Kenyan tyre maker Sameer swings into 2014 loss

Kenyan-tyremaker

Kenyan tyre maker Sameer said on Wednesday it swung into a loss in 2014, hurt by competition from subsidised imports into Kenya and political unrest in some of its export markets.

Sameer, which had issued a profit warning in August saying its 2014 profit would fall by at least a quarter, reported a 69.46 million shilling ($757,057) loss before tax for last year, compared with a profit of 456.5 million shillings in 2013.

Total revenues fell 6 percent to 3.78 billion shillings, while operating expenses rose 10 percent to 1.01 billion shillings, the company said in a statement.

Without naming countries of origin, Sameer said its performance was hurt by subsidised tyre imports from the East.
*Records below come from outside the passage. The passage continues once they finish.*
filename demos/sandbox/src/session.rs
use crate::brush::BrushSession;
use crate::config::SandboxConfig;

/// Selector value that arms the freeform brush.
pub const SELECT_BRUSH: u8 = 0;
pub const SELECT_CIRCLE: u8 = 1;
pub const SELECT_SEGMENT: u8 = 2;
pub const SELECT_LABEL: u8 = 9;
/// Selector after start-up and every reset.
pub const DEFAULT_SELECTOR: u8 = SELECT_CIRCLE;

/// Letters typed so far, each at most once, in press order.
#[derive(Debug, Clone, PartialEq, Eq)]
pub struct Watermark {
    text: String,
    alphabet: String,
}

impl Watermark {
    /// A watermark accepting only the letters of `alphabet`.
    pub fn new(alphabet: &str) -> Self {
        Self {
            text: String::with_capacity(alphabet.len()),
            alphabet: alphabet.to_owned(),
        }
    }

    /// Append `letter` if it belongs to the alphabet and is not present yet.
    pub fn push(&mut self, letter: char) -> bool {
        if !self.alphabet.contains(letter) || self.text.contains(letter) {
            return false;
        }
        self.text.push(letter);
        true
    }

    pub fn as_str(&self) -> &str {
        &self.text
    }

    pub fn is_empty(&self) -> bool {
        self.text.is_empty()
    }

    pub fn clear(&mut self) {
        self.text.clear();
    }
}

/// Everything the player controls between resets, apart from the world.
#[derive(Debug, Clone)]
pub struct SessionState {
    selector: u8,
    radius: f32,
    initial_radius: f32,
    min_radius: f32,
    pub brush: BrushSession,
    watermark: Watermark,
    target_word: String,
    triggered: bool,
}

impl SessionState {
    pub fn new(config: &SandboxConfig) -> Self {
        Self {
            selector: DEFAULT_SELECTOR,
            radius: config.initial_radius,
            initial_radius: config.initial_radius,
            min_radius: config.min_radius,
            brush: BrushSession::default(),
            watermark: Watermark::new(&config.target_word),
            target_word: config.target_word.clone(),
            triggered: false,
        }
    }

    pub fn selector(&self) -> u8 {
        self.selector
    }

    pub fn select(&mut self, selector: u8) {
        self.selector = selector;
    }

    pub fn radius(&self) -> f32 {
        self.radius
    }

    /// Wall and line thickness, tied to the radius.
    pub fn brush_thickness(&self) -> f32 {
        self.radius / 5.0
    }

    /// Grow or shrink the radius, never below the minimum.
    pub fn adjust_radius(&mut self, delta: f32) {
        self.radius = (self.radius + delta).max(self.min_radius);
    }

    pub fn watermark(&self) -> &Watermark {
        &self.watermark
    }

    /// Append a watermark letter. Completing the target word exactly
    /// latches the trigger; returns true on that transition.
    pub fn append_watermark(&mut self, letter: char) -> bool {
        if !self.watermark.push(letter) {
            return false;
        }
        if !self.triggered && self.watermark.as_str() == self.target_word {
            self.triggered = true;
            return true;
        }
        false
    }

    /// Whether the target word has been typed since the last full reset.
    pub fn triggered(&self) -> bool {
        self.triggered
    }

    pub fn target_word(&self) -> &str {
        &self.target_word
    }

    /// Back to start-up selector, radius and an idle brush.
    /// The watermark and trigger survive.
    pub fn reset(&mut self) {
        self.selector = DEFAULT_SELECTOR;
        self.radius = self.initial_radius;
        self.brush.clear();
    }

    /// `reset` plus an empty watermark and a cleared trigger.
    pub fn full_reset(&mut self) {
        self.reset();
        self.watermark.clear();
        self.triggered = false;
    }
}

#[cfg(test)]
mod tests {
    use super::*;
    use glam::Vec2;
    use proptest::prelude::*;

    fn session() -> SessionState {
        SessionState::new(&SandboxConfig::default())
    }

    fn type_word(session: &mut SessionState, word: &str) -> bool {
        word.chars().fold(false, |hit, c| session.append_watermark(c) || hit)
    }

    #[test]
    fn defaults() {
        let s = session();
        assert_eq!(s.selector(), 1);
        assert_eq!(s.radius(), 25.0);
        assert_eq!(s.brush_thickness(), 5.0);
        assert!(s.watermark().is_empty());
        assert!(!s.triggered());
    }

    #[test]
    fn watermark_letters_are_unique_and_ordered() {
        let mut s = session();
        type_word(&mut s, "KQKKAQL");
        assert_eq!(s.watermark().as_str(), "KQL");
    }

    #[test]
    fn exact_word_triggers() {
        let mut s = session();
        assert!(type_word(&mut s, "QRKLY"));
        assert!(s.triggered());
        assert!(!s.append_watermark('Q'), "trigger fires once");
        assert!(s.triggered());
    }

    #[test]
    fn out_of_order_or_incomplete_does_not_trigger() {
        let mut s = session();
        assert!(!type_word(&mut s, "QRKL"));
        assert!(!s.triggered());

        let mut s = session();
        assert!(!type_word(&mut s, "YQRKL"));
        assert_eq!(s.watermark().as_str(), "YQRKL");
        assert!(!s.triggered());
    }

    #[test]
    fn reset_keeps_watermark_full_reset_clears_it() {
        let mut s = session();
        type_word(&mut s, "QRKLY");
        s.select(7);
        s.adjust_radius(40.0);
        s.brush.begin_wall(Vec2::ZERO);

        s.reset();
        assert_eq!(s.selector(), 1);
        assert_eq!(s.radius(), 25.0);
        assert!(s.brush.is_idle());
        assert_eq!(s.watermark().as_str(), "QRKLY");
        assert!(s.triggered());

        s.full_reset();
        assert!(s.watermark().is_empty());
        assert!(!s.triggered());
        assert!(type_word(&mut s, "QRKLY"), "trigger can fire again");
    }

    proptest! {
        #[test]
        fn radius_never_drops_below_minimum(deltas in prop::collection::vec(-40.0f32..10.0, 0..64)) {
            let mut s = session();
            for d in deltas {
                s.adjust_radius(d);
                prop_assert!(s.radius() >= 5.0);
                prop_assert!((s.brush_thickness() - s.radius() / 5.0).abs() < 1e-6);
            }
        }

        #[test]
        fn watermark_is_duplicate_free_subsequence(keys in prop::collection::vec(prop::sample::select(vec!['Q', 'R', 'K', 'L', 'Y', 'A', 'Z']), 0..40)) {
            let mut s = session();
            let mut expected = String::new();
            for &k in &keys {
                s.append_watermark(k);
                if "QRKLY".contains(k) && !expected.contains(k) {
                    expected.push(k);
                }
            }
            prop_assert_eq!(s.watermark().as_str(), expected.as_str());
            prop_assert_eq!(s.triggered(), expected == "QRKLY");
        }
    }
}
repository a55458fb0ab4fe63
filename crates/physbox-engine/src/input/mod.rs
pub mod queue;
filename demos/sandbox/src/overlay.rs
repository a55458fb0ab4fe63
use glam::Vec2;
use physbox_engine::{Anchor, Color, DrawCommand, RenderContext};

const WATERMARK_Y: f32 = 220.0;
const WATERMARK_SIZE: u32 = 200;
const WATERMARK_ALPHA: u8 = 15;

const HELP_TOP: f32 = 335.0;
const HELP_STEP: f32 = 25.0;
const HELP_ALPHA: u8 = 100;

const HUD_ORIGIN: Vec2 = Vec2::new(10.0, 10.0);
const HUD_STEP: f32 = 25.0;

const TEXT_SIZE: u32 = 20;

pub const HELP_LINES: [&str; 5] = [
    "Press SPACE to reset",
    "LEFT CLICK creates the selected body",
    "RIGHT CLICK and drag to draw walls",
    "NUMBER KEYS change the selected body",
    "MOUSE WHEEL changes the size",
];

fn centered_text(text: &str, size: u32, pos: Vec2, color: Color, alpha: u8) -> DrawCommand {
    DrawCommand::Text {
        text: text.to_owned(),
        size,
        pos,
        color,
        alpha,
        anchor: Anchor::Center,
    }
}

/// Faint oversized letters behind everything. Nothing while empty.
pub fn watermark(ctx: &mut RenderContext, text: &str) {
    if text.is_empty() {
        return;
    }
    let pos = Vec2::new(ctx.frame.world_width / 2.0, WATERMARK_Y);
    ctx.push_underlay(centered_text(text, WATERMARK_SIZE, pos, Color::GOLD, WATERMARK_ALPHA));
}

/// Control hints, drawn under the bodies.
pub fn help(ctx: &mut RenderContext) {
    let x = ctx.frame.world_width / 2.0;
    for (i, line) in HELP_LINES.iter().enumerate() {
        let pos = Vec2::new(x, HELP_TOP + i as f32 * HELP_STEP);
        ctx.push_underlay(centered_text(line, TEXT_SIZE, pos, Color::WHITE, HELP_ALPHA));
    }
}

/// Radius, selector and frame rate in the top-left corner.
pub fn hud(ctx: &mut RenderContext, radius: f32, selector: u8) {
    let lines = [
        format!("Radius: {radius}"),
        format!("Shape: {selector}"),
        format!("FPS: {}", ctx.fps as u32),
    ];
    for (i, text) in lines.into_iter().enumerate() {
        ctx.push_overlay(DrawCommand::Text {
            text,
            size: TEXT_SIZE,
            pos: HUD_ORIGIN + Vec2::new(0.0, i as f32 * HUD_STEP),
            color: Color::WHITE,
            alpha: u8::MAX,
            anchor: Anchor::TopLeft,
        });
    }
}

#[cfg(test)]
mod tests {
    use super::*;
    use physbox_engine::FrameData;

    #[test]
    fn empty_watermark_draws_nothing() {
        let mut frame = FrameData::new(800.0, 600.0, "t");
        let mut ctx = RenderContext { frame: &mut frame, fps: 0.0 };
        watermark(&mut ctx, "");
        assert!(frame.underlay.is_empty());
    }

    #[test]
    fn watermark_is_faint_gold_and_centered() {
        let mut frame = FrameData::new(800.0, 600.0, "t");
        let mut ctx = RenderContext { frame: &mut frame, fps: 0.0 };
        watermark(&mut ctx, "QR");
        assert_eq!(
            frame.underlay,
            vec![DrawCommand::Text {
                text: "QR".into(),
                size: 200,
                pos: Vec2::new(400.0, 220.0),
                color: Color::GOLD,
                alpha: 15,
                anchor: Anchor::Center,
            }]
        );
    }

    #[test]
    fn help_lines_step_down_the_screen() {
        let mut frame = FrameData::new(800.0, 600.0, "t");
        let mut ctx = RenderContext { frame: &mut frame, fps: 0.0 };
        help(&mut ctx);
        let ys: Vec<f32> = frame
            .underlay
            .iter()
            .filter_map(|c| match c {
                DrawCommand::Text { pos, alpha: 100, .. } => Some(pos.y),
                _ => None,
            })
            .collect();
        assert_eq!(ys, vec![335.0, 360.0, 385.0, 410.0, 435.0]);
    }

    #[test]
    fn hud_reads_radius_selector_and_fps() {
        let mut frame = FrameData::new(800.0, 600.0, "t");
        let mut ctx = RenderContext { frame: &mut frame, fps: 59.7 };
        hud(&mut ctx, 25.0, 3);
        let texts: Vec<&str> = frame
            .overlay
            .iter()
            .filter_map(|c| match c {
                DrawCommand::Text { text, .. } => Some(text.as_str()),
                _ => None,
            })
            .collect();
        assert_eq!(texts, vec!["Radius: 25", "Shape: 3", "FPS: 59"]);
    }
}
“While some countries, such as the USA and India, have imposed countervailing and anti-dumping measures on these tyres, the African markets have not taken similar initiatives to protect local manufacturers,” the company said.

“Export sales also declined in 2014, given civil and political unrest in certain of our markets as well as hard currency shortages in others,” it said without naming the countries.

Sameer reported a loss per share of 0.24 shillings compared with 1.44 shillings in 2013. It said it would not pay a dividend, having paid a dividend of 0.30 shillings a share in 2013.